[[ Material for this task open ]]
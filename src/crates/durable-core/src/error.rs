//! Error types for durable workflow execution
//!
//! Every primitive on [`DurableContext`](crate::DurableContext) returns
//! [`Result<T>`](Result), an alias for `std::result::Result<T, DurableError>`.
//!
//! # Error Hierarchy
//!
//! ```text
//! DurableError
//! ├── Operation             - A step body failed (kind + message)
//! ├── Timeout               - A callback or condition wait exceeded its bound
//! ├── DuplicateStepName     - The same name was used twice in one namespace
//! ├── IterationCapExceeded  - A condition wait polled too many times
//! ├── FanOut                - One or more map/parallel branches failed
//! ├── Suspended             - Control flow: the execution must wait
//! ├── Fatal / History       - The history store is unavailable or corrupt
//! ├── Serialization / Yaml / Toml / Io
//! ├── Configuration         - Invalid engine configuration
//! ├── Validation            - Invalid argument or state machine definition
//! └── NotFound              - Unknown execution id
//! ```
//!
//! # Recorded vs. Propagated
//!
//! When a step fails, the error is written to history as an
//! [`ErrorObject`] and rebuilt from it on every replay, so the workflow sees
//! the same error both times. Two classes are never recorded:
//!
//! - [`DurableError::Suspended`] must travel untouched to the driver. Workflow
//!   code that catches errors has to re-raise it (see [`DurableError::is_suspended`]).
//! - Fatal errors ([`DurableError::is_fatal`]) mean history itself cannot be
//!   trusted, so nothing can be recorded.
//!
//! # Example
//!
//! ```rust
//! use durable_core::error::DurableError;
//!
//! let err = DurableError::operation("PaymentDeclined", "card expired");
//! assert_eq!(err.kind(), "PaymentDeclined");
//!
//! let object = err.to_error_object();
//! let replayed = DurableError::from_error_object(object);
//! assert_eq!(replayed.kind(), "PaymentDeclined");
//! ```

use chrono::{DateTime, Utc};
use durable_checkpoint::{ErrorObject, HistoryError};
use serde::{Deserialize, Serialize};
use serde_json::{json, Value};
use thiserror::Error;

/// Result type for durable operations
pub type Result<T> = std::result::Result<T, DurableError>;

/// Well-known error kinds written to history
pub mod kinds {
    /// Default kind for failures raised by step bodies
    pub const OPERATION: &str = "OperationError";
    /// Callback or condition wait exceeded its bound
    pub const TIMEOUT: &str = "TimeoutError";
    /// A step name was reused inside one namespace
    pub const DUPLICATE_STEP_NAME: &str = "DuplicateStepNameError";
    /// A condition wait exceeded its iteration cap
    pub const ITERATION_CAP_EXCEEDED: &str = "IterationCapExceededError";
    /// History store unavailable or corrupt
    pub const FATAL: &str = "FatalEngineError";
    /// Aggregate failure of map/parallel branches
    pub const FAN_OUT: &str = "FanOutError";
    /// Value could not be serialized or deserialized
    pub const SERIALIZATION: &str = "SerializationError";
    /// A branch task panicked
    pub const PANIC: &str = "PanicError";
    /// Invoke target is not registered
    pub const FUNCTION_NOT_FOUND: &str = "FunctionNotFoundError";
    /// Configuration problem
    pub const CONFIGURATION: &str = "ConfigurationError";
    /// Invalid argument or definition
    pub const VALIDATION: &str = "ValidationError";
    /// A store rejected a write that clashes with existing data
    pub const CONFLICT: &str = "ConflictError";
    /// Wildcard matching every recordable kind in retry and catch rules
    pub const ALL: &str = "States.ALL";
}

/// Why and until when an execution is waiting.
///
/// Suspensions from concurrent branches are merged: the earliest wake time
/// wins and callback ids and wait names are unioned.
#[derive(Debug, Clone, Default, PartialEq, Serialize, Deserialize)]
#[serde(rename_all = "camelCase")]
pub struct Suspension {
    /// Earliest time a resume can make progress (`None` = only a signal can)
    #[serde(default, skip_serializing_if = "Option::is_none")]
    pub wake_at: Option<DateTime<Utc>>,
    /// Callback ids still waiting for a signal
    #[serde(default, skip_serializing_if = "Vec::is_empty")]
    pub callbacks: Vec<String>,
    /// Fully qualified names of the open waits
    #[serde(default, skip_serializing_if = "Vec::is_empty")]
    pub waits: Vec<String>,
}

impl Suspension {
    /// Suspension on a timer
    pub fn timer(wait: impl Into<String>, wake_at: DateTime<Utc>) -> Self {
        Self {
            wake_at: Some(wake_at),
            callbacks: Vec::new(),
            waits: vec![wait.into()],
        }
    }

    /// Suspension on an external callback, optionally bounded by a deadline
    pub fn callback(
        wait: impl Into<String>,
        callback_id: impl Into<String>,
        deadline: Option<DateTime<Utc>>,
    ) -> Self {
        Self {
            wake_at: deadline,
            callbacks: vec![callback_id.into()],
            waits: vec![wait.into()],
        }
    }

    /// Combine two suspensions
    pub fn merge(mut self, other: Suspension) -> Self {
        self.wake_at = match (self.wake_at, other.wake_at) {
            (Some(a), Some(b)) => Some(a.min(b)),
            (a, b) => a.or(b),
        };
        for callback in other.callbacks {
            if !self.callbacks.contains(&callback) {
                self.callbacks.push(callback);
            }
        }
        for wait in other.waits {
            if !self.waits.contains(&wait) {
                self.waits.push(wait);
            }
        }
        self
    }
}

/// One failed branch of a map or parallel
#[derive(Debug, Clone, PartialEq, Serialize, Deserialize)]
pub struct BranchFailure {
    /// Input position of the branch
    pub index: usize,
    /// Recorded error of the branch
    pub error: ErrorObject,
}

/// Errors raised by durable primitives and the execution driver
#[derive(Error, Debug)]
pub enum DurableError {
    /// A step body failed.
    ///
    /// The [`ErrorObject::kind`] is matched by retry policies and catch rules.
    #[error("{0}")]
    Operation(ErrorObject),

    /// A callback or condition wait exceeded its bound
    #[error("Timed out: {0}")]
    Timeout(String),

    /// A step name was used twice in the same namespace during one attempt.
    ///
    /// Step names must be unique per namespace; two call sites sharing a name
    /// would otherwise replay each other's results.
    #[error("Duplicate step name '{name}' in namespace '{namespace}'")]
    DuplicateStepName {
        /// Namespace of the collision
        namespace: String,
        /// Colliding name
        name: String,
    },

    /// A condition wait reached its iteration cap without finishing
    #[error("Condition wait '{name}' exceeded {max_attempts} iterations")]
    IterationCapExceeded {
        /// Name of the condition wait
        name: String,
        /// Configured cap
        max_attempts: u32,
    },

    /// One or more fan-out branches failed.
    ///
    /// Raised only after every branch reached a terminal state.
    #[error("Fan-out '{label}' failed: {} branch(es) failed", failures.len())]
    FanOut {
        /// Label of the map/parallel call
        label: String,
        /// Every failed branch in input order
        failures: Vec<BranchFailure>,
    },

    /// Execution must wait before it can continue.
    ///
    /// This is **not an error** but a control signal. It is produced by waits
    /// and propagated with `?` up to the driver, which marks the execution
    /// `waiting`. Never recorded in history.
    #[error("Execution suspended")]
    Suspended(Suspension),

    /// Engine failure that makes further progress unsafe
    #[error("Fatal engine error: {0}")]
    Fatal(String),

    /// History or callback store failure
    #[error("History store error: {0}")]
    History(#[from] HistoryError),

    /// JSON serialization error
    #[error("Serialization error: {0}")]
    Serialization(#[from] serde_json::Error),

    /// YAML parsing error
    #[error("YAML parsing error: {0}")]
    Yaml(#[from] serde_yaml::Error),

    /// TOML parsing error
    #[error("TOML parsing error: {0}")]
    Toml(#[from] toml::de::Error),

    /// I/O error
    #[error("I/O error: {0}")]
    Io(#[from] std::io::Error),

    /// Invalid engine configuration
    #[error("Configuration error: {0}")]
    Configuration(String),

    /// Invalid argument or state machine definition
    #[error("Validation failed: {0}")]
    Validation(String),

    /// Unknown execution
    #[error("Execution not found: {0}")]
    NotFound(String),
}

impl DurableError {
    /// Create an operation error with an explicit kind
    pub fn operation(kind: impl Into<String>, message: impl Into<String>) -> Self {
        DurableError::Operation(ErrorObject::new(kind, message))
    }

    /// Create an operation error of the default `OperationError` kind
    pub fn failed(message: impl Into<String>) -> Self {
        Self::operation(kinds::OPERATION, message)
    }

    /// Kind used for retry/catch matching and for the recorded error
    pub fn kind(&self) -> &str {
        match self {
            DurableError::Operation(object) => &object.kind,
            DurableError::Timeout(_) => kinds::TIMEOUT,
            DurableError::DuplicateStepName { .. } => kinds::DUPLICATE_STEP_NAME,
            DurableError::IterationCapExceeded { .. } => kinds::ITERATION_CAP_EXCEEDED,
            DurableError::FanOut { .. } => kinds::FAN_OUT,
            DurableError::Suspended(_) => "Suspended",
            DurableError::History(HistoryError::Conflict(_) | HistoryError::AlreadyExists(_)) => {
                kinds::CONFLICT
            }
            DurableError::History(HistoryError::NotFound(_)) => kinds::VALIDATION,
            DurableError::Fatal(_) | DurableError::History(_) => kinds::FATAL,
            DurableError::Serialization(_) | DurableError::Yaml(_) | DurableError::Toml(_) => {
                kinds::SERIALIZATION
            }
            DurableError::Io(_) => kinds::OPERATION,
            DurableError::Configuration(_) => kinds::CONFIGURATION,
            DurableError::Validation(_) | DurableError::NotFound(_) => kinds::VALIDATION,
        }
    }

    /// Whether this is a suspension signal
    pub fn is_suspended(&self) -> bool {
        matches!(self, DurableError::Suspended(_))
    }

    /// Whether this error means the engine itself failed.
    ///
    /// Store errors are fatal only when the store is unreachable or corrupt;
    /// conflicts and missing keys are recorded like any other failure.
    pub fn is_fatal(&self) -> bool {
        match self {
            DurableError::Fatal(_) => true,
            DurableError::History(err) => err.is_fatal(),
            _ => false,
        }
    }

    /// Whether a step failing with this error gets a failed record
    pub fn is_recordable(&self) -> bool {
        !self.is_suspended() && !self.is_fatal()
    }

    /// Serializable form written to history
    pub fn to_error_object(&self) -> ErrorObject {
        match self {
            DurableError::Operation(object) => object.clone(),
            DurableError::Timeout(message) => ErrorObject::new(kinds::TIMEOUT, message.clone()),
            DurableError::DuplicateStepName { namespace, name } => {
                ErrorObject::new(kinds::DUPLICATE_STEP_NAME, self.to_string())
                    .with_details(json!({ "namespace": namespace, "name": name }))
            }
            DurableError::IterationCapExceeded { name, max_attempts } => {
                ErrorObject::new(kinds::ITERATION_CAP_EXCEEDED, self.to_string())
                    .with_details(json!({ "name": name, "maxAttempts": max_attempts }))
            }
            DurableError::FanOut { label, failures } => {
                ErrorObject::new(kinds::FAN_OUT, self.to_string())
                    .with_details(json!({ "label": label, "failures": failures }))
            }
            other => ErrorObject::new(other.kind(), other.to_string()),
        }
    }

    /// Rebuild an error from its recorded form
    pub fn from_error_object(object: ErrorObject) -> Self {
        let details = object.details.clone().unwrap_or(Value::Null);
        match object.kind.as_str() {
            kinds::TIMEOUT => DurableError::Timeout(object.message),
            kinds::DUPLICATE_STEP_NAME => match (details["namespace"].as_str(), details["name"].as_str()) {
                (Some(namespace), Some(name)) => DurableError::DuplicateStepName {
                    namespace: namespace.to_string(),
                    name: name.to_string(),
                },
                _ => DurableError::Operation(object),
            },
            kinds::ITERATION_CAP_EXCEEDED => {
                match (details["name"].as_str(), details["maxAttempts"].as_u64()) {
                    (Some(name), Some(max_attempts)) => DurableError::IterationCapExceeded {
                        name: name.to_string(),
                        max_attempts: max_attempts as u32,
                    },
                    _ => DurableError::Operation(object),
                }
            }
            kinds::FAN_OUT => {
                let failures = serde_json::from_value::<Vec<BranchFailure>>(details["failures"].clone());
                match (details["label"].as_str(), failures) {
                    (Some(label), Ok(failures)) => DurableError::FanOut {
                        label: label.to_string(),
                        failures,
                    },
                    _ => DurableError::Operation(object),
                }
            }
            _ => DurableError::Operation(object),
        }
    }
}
[[ Material for this task closed ]]
[[ Material for this task open ]]
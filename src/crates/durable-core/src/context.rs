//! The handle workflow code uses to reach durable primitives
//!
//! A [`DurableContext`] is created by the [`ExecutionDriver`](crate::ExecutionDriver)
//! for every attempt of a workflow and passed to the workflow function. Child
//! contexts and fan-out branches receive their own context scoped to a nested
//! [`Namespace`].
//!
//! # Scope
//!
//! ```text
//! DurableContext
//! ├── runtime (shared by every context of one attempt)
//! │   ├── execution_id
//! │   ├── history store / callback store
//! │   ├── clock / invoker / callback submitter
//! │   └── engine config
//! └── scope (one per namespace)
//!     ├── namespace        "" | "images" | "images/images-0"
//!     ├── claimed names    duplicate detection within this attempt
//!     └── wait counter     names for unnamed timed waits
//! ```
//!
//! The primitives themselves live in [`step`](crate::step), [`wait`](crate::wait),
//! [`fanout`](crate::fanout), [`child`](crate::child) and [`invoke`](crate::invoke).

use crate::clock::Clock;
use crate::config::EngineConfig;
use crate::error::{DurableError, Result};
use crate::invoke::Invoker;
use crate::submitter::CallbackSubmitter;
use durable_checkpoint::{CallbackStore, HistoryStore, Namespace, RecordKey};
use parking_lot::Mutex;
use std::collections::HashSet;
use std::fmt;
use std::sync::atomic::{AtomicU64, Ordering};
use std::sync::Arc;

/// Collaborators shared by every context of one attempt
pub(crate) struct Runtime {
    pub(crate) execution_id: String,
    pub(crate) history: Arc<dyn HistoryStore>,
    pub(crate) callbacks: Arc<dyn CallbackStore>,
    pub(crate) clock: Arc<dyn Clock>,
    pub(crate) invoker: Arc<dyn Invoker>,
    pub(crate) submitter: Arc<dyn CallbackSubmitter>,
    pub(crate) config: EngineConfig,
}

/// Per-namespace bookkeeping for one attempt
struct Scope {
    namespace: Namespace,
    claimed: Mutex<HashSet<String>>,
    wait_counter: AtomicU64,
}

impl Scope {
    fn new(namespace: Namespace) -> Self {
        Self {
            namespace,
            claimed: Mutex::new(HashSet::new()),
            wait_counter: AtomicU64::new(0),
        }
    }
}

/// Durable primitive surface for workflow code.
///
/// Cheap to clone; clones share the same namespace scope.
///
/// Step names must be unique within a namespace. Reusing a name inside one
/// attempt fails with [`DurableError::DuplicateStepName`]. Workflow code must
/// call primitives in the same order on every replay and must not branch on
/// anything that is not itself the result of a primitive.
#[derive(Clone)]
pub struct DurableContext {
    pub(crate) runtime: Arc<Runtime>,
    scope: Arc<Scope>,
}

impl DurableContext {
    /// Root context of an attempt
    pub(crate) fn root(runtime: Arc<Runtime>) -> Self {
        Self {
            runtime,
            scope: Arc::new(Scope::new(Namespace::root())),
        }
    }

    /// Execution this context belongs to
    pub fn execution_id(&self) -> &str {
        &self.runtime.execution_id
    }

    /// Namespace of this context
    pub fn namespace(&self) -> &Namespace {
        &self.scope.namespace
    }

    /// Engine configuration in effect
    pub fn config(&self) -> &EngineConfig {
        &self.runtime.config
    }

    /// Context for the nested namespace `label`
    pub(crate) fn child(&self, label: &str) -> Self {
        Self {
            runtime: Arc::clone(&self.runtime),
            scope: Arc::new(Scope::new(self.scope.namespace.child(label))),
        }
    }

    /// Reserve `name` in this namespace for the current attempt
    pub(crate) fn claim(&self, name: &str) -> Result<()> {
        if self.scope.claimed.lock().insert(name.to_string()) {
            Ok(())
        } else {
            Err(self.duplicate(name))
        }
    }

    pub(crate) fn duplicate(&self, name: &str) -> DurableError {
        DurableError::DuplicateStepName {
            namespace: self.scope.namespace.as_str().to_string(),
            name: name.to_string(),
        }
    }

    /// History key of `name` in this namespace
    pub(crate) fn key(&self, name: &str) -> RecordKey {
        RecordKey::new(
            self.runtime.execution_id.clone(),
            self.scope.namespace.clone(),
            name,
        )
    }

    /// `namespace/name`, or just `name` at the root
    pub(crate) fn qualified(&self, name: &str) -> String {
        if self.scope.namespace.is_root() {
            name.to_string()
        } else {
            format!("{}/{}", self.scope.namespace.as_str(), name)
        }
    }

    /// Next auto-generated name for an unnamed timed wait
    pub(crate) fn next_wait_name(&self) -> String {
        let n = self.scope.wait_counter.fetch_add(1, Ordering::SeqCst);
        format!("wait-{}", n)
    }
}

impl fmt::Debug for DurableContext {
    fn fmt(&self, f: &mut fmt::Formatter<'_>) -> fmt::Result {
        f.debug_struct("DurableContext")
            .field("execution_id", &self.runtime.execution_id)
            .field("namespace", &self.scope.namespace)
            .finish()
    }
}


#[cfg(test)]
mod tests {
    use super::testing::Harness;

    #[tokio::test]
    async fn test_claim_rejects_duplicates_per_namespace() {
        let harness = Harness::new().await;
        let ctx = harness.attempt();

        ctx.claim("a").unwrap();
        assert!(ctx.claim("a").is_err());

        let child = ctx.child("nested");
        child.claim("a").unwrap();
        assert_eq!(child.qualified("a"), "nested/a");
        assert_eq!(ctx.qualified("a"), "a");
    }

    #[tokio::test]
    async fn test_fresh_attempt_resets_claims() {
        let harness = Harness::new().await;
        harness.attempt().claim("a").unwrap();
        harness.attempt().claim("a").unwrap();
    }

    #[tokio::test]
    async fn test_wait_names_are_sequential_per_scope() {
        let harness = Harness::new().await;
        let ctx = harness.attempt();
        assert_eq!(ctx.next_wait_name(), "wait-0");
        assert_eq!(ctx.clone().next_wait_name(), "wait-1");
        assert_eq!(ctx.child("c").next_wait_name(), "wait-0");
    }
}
[[ Material for this task closed ]]
Tally the lines of the material that contain the word "failures" and say the number, nothing more.

== Output of the exercise ==
9